Exercise requirements: Your task is to filter the entries and copy every line containing the string "QuestionError".

(Source records)
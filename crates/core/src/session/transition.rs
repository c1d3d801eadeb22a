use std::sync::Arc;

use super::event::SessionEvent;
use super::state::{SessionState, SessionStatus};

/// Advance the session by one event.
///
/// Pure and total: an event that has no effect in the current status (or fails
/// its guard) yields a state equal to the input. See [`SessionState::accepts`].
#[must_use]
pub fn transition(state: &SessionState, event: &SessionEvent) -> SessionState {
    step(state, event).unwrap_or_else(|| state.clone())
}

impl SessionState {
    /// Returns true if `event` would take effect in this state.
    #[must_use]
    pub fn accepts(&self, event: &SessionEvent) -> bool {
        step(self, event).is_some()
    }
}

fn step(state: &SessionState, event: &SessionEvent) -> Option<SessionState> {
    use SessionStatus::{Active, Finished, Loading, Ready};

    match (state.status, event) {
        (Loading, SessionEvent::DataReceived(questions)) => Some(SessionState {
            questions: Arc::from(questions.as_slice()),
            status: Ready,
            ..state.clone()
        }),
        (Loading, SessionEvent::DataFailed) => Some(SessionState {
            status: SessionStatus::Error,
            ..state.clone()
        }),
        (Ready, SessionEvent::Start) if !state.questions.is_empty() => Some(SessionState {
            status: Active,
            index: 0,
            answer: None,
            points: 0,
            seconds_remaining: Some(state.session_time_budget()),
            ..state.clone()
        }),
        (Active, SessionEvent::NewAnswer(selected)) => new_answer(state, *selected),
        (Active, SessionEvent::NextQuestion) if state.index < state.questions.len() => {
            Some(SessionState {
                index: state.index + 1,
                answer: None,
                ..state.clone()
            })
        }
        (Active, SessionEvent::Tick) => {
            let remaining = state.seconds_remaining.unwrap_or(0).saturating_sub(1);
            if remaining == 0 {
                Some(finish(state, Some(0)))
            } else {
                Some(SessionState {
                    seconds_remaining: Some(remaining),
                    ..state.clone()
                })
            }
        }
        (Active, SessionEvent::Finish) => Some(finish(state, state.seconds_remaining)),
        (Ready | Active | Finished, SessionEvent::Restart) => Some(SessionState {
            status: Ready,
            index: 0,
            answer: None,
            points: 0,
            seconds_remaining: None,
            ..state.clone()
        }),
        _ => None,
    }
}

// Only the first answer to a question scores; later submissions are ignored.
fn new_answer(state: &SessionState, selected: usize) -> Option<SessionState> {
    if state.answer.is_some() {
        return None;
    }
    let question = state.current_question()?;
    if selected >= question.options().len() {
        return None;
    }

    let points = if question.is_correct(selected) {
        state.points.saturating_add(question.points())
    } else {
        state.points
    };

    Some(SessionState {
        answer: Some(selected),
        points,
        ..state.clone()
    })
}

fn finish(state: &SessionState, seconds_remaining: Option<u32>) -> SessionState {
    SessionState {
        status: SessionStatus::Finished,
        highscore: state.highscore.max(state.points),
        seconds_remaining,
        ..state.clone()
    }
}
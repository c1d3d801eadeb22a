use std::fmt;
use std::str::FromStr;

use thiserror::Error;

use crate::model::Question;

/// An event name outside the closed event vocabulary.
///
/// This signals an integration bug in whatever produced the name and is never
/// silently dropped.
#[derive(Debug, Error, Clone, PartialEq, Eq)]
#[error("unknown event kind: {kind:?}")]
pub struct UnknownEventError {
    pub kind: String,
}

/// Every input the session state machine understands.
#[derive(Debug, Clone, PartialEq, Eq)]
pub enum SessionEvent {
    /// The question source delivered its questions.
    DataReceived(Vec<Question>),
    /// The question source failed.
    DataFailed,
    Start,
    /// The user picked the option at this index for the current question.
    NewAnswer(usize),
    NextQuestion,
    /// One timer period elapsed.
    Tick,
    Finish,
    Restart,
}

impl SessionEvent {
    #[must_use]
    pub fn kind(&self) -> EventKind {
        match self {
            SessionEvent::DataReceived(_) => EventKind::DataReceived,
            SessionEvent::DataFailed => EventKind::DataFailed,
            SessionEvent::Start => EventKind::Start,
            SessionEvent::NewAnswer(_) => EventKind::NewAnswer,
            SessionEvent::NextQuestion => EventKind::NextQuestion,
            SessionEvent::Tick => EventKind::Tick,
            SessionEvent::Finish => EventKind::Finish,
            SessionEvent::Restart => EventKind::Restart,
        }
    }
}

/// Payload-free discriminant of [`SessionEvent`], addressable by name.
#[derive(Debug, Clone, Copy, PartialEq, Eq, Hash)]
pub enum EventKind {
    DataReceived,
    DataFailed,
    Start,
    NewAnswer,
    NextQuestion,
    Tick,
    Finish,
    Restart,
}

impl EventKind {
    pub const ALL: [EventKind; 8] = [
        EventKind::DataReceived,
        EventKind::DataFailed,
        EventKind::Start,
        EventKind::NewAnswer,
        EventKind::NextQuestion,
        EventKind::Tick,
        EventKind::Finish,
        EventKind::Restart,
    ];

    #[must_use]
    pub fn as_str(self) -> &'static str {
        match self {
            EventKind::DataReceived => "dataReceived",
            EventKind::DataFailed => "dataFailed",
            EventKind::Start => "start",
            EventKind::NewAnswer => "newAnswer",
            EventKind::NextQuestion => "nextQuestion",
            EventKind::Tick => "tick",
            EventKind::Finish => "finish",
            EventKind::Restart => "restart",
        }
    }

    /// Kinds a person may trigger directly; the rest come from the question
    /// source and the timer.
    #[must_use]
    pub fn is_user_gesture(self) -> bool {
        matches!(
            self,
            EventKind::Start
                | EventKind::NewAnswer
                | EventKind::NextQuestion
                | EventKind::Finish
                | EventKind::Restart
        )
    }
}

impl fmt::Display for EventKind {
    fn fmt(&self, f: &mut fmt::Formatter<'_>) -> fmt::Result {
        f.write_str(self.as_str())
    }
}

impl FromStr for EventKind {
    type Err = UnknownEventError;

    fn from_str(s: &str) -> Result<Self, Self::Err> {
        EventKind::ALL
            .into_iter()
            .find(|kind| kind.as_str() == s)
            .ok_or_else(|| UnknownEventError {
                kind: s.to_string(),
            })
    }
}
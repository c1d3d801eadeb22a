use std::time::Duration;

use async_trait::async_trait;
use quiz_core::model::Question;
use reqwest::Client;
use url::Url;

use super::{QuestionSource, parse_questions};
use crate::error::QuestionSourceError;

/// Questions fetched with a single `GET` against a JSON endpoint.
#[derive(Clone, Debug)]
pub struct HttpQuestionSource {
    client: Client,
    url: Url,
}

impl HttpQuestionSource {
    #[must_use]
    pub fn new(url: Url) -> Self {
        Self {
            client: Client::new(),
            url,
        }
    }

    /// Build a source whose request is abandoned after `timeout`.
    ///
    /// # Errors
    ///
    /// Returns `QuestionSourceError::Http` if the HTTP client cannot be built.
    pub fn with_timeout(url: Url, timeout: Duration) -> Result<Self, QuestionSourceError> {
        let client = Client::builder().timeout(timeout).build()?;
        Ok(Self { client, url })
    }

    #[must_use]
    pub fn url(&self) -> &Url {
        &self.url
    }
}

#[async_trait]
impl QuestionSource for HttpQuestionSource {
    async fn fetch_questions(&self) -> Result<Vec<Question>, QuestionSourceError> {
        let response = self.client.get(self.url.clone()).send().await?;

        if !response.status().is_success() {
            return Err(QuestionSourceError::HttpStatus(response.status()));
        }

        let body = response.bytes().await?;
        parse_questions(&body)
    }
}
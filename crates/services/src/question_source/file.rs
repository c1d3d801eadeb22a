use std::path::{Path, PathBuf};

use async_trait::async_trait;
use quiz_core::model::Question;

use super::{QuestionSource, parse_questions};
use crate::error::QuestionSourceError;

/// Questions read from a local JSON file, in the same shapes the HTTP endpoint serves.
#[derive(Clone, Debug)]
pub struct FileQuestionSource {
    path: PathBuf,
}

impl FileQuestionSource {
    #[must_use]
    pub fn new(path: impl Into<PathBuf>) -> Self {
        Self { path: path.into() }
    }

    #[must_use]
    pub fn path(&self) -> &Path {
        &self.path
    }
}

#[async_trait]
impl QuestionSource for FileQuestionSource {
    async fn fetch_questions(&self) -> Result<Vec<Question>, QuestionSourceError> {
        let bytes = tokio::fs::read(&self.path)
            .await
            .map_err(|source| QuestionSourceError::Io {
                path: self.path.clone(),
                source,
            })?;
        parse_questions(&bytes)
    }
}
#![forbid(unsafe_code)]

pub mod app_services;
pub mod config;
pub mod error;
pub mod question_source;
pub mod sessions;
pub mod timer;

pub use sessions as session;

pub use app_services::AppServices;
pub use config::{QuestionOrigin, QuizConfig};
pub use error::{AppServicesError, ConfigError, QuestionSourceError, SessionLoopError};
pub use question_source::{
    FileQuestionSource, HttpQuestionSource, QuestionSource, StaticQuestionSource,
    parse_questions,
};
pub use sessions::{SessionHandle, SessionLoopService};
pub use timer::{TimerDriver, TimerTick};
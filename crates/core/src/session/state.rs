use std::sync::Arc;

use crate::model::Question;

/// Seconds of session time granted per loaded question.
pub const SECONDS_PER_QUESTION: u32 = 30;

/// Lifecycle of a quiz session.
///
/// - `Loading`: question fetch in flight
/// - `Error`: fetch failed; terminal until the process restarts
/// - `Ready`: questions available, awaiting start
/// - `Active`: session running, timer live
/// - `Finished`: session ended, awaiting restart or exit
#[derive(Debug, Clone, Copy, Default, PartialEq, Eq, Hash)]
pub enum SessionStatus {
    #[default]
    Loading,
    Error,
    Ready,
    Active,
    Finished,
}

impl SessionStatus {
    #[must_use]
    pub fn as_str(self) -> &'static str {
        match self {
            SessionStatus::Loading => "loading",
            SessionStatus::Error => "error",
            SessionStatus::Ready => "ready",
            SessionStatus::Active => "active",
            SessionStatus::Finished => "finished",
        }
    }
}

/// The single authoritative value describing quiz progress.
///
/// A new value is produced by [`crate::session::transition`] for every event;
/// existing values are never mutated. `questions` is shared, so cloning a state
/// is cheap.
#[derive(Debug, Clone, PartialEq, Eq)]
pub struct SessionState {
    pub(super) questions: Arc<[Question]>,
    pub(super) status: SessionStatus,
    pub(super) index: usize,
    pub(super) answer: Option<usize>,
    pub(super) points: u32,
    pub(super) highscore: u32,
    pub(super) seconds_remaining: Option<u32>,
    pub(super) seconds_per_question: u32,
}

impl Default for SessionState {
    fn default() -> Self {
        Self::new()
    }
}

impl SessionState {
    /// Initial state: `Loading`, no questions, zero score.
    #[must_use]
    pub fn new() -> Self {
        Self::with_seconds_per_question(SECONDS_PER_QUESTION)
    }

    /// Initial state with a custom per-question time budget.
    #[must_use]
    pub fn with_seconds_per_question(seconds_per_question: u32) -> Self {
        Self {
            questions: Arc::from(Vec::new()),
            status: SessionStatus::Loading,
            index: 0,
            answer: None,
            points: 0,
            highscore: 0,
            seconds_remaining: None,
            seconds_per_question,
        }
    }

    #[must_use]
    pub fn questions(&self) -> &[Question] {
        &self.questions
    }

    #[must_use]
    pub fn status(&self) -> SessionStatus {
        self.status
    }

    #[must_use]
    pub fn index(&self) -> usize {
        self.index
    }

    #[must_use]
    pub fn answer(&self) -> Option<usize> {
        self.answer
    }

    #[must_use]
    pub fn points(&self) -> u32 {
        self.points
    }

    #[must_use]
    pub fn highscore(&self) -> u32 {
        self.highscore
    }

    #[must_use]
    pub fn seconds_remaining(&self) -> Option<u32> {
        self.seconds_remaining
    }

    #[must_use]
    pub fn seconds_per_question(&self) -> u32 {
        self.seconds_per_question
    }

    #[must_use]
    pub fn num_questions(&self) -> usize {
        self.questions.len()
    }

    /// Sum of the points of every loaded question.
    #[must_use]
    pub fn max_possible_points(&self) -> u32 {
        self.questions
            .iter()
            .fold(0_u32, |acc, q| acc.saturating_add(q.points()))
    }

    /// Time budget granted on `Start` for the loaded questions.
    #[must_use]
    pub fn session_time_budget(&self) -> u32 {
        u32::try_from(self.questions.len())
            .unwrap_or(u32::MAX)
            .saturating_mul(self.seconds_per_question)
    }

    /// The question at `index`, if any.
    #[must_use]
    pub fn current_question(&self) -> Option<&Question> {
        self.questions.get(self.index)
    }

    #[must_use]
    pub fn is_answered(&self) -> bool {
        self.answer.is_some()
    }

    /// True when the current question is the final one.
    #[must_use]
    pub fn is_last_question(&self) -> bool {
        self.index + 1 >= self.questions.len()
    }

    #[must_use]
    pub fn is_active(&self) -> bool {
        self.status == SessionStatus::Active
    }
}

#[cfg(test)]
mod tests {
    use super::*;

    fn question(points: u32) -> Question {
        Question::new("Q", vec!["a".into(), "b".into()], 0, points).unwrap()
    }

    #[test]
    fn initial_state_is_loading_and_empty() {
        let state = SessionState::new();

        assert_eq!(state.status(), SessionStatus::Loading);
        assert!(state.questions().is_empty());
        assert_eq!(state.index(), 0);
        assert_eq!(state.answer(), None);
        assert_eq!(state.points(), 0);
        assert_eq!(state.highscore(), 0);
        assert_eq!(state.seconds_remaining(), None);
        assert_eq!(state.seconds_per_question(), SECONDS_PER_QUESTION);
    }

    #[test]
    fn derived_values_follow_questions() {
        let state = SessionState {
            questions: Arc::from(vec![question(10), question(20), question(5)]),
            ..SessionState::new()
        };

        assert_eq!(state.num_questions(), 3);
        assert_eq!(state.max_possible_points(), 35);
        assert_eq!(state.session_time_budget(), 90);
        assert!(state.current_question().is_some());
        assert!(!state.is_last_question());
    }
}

---

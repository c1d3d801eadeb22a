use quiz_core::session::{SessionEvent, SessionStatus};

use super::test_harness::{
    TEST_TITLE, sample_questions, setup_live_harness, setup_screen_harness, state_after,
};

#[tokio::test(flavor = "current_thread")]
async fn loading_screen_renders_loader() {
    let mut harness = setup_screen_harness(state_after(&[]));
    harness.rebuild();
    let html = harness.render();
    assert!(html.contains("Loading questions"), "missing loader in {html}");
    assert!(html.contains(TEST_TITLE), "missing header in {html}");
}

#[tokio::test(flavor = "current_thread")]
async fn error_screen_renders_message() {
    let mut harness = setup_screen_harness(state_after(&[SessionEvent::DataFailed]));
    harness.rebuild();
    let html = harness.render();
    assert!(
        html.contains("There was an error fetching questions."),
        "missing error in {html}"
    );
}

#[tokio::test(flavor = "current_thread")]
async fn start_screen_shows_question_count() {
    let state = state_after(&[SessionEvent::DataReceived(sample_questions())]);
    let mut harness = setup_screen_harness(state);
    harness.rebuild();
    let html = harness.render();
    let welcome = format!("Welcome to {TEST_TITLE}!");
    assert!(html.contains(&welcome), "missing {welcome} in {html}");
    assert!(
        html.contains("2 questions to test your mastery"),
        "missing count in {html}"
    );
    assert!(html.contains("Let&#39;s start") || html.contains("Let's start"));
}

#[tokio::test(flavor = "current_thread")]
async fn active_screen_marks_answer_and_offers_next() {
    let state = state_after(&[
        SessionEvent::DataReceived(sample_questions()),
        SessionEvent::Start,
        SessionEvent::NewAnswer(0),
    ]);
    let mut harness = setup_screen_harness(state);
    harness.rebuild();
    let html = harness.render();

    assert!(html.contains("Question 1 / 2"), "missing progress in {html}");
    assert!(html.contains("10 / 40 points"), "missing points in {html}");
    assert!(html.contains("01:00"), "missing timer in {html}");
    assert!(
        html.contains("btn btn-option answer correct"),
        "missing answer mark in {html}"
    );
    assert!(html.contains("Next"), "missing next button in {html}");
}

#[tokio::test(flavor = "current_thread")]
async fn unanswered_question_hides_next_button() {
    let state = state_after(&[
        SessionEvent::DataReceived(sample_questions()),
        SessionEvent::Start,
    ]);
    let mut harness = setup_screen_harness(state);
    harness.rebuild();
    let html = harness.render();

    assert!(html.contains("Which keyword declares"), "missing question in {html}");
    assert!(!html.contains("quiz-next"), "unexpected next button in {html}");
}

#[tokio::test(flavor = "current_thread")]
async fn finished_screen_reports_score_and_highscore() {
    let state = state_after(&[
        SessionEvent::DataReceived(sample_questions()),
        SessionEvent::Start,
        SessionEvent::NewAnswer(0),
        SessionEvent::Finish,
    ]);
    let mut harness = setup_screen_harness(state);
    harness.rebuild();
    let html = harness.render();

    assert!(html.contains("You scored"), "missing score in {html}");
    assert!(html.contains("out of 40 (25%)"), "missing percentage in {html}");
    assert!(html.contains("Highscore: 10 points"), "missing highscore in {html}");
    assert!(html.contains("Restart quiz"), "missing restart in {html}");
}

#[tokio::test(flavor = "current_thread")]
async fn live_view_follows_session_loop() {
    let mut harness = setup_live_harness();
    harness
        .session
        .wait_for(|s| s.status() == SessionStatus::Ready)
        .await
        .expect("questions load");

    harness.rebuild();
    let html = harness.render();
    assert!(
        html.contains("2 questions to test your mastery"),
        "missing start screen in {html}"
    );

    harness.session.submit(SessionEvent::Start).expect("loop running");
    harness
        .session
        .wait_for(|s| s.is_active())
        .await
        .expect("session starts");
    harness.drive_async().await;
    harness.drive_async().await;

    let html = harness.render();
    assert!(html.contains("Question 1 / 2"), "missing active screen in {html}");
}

...

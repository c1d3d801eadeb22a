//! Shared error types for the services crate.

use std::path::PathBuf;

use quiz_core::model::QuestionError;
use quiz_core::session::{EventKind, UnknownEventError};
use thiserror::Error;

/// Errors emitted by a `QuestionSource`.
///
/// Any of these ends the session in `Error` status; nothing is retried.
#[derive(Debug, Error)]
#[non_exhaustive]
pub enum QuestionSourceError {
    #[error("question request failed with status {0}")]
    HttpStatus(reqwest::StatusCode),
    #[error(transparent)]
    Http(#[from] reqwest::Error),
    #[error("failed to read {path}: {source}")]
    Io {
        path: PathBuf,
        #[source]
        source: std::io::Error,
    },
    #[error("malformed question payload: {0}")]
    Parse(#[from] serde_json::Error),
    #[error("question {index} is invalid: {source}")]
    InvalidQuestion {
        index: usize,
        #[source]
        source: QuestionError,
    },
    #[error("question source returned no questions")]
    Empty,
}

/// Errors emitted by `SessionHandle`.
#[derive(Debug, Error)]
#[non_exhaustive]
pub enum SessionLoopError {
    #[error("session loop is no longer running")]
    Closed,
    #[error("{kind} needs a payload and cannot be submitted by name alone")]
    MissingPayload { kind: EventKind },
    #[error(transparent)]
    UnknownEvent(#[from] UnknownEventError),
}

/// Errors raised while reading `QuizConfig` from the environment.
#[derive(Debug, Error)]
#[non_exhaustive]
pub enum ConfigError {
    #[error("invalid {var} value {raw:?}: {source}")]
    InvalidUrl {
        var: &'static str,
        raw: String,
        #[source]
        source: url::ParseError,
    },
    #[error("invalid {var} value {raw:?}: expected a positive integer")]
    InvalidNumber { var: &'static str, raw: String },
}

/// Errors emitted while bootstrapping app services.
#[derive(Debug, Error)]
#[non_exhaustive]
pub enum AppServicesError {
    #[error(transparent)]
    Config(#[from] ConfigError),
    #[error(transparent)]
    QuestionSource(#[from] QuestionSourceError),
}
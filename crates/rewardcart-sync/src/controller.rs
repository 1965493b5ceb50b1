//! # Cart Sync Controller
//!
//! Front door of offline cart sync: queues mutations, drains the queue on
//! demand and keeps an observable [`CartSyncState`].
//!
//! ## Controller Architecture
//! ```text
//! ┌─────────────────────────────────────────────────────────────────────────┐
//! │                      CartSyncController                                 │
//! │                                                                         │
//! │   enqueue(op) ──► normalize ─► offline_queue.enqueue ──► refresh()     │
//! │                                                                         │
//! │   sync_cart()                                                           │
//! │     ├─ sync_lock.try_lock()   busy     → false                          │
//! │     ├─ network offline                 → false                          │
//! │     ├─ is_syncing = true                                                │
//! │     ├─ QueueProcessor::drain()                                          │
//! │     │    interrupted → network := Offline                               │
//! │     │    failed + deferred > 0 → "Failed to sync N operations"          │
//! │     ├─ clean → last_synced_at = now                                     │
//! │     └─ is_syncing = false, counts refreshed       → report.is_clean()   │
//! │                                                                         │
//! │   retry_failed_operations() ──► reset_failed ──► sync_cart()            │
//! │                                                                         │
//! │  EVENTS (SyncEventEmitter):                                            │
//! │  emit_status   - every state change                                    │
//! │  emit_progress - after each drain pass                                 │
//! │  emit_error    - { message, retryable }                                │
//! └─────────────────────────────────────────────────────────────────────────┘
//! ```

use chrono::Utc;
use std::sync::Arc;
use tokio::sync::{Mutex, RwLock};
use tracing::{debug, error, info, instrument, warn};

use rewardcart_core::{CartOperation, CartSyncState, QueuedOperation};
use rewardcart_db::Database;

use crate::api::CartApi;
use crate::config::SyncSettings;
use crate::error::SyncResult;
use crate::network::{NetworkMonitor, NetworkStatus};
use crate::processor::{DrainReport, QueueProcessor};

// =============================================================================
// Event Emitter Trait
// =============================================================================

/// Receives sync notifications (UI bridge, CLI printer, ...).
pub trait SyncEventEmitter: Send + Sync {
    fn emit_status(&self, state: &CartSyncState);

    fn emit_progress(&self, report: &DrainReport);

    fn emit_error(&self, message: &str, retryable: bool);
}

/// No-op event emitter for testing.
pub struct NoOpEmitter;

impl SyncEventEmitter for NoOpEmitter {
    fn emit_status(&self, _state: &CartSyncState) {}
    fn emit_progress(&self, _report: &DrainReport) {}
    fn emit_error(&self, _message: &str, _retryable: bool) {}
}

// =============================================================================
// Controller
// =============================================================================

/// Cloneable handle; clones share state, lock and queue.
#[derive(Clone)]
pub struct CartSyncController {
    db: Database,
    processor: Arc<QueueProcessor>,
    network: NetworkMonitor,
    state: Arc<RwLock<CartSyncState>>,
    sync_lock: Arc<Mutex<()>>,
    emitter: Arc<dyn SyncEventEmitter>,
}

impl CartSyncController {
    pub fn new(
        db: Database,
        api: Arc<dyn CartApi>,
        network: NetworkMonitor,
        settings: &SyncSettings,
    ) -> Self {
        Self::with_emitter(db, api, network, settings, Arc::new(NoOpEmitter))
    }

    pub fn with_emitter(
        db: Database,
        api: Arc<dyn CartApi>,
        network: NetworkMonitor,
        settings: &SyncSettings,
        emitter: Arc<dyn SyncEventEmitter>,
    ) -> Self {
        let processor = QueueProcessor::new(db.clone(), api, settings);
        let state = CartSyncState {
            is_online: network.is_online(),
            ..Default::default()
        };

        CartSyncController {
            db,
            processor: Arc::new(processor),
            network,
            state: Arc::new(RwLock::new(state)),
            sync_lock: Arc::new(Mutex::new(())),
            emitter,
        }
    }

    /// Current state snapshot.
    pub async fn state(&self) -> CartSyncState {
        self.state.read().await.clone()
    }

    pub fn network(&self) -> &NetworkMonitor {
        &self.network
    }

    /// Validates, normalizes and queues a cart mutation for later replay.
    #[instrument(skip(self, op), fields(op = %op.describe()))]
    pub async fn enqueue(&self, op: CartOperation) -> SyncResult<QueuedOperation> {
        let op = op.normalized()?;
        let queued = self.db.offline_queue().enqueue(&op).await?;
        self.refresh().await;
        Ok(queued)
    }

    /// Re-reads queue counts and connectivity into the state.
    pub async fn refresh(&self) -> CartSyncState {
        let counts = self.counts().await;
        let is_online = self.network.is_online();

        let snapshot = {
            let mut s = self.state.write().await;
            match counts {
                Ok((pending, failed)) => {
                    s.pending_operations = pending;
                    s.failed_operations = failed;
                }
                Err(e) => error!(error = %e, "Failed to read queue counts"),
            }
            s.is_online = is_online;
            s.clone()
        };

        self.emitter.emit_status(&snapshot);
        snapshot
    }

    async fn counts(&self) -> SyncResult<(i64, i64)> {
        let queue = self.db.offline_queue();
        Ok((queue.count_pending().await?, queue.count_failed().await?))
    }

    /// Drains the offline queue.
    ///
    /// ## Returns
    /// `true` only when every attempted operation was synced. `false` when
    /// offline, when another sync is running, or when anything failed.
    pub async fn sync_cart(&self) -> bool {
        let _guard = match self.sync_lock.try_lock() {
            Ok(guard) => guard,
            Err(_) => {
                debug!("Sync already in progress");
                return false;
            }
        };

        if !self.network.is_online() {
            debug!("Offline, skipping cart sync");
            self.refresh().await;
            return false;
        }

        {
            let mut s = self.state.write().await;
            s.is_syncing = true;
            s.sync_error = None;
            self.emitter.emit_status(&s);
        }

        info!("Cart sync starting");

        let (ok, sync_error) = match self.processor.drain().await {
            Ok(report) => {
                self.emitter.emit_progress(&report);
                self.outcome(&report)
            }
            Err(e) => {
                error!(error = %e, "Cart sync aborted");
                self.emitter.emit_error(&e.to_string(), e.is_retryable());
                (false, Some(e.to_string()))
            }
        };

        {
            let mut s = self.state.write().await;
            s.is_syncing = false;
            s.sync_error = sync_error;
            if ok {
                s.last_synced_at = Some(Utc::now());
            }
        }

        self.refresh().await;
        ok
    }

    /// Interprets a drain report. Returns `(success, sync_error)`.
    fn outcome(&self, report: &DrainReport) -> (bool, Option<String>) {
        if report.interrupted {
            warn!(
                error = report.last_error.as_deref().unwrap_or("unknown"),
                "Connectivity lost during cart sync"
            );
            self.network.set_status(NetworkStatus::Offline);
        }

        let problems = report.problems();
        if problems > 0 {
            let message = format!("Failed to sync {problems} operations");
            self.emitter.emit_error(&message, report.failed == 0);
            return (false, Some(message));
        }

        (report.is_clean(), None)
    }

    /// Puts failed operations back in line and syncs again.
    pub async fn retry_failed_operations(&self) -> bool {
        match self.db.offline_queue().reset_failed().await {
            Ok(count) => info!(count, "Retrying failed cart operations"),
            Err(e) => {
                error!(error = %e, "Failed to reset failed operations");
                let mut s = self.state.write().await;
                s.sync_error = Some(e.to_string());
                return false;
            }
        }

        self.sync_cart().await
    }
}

Task output:
use quiz_core::model::QuestionError;
        source: QuestionError,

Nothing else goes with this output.